Problems I ran into:

  • No CMS - on WordPress, the client logs into the admin panel and changes text. On Astro? You need to edit code or connect a headless CMS (Sanity, Strapi). That's extra work and cost
  • Contact form - on WordPress, it's a Contact Form 7 plugin and done. On Astro, you need to write an endpoint (Cloudflare Worker), set up email sending, handle validation. An hour of work instead of 5 minutes
  • Learning curve - Astro, TypeScript, Tailwind, Git, Cloudflare. If you're not a developer, this isn't for you. You need someone to build and maintain it
  • No plugins - WordPress has a plugin for everything. On Astro, you have to write many things yourself or find an npm package. That requires technical knowledge

And one more thing - the blog. On WordPress, you add a post in the admin panel. On Astro, you write a Markdown file, commit to the repo, automatic deploy. For me, that's an advantage.
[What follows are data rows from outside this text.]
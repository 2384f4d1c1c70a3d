// src/policy/mod.rs

//! Execution policy: which commands may run, where, and how many at once.

pub mod config;
pub mod engine;

pub use config::PolicyConfig;
pub use engine::{PolicyAction, PolicyDecision, PolicyEngine};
For a client who doesn't know Git - it's a problem.

Who should consider this

Let's be honest. Jamstack isn't for everyone.

Migrate to Jamstack if:

  • Your site is a business card or blog (not e-commerce with 10k products)
  • You have access to a developer who can handle it
  • You care about speed, security, and zero hosting costs
  • You want your site in Git - with change history, code review, CI/CD
  • You don't need 50 plugins

Stay on WordPress if:

  • The client manages content themselves and has no tech knowledge
  • You need a WooCommerce store
  • The site depends on specific WordPress plugins
  • The budget doesn't allow for a developer to build and maintain Jamstack
  • The site works fine and you have no reason to change

For my clients in Tomaszow? Most stay on WordPress. Because it's simpler to maintain. Especially businesses that rely on local SEO — WordPress with a good plugin still gets the job done. But when someone asks me "what would be the fastest and cheapest site to maintain?" - the answer is Astro + Cloudflare.

Technology should serve a purpose. If WordPress meets your needs - don't change it for the sake of change. But if you've ever wanted a site that loads in under a second and costs $0 per month - you know where to find me.